## TRY IT:
Give the data again exactly as it is written.
RECORDS SUPPLIED Start Marker
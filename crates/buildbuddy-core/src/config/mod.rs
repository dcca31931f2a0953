//! Build file configuration

pub mod defaults;
mod loader;
mod types;
pub mod validation;

pub use defaults::*;
pub use loader::*;
pub use types::*;
pub use validation::*;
RECORDS SUPPLIED End Marker
## OUTPUT:
filename crates/buildbuddy-core/src/config/mod.rs
repository dcca31931f2a0953
//! Build file configuration

pub mod defaults;
mod loader;
mod types;
pub mod validation;

pub use defaults::*;
pub use loader::*;
pub use types::*;
pub use validation::*;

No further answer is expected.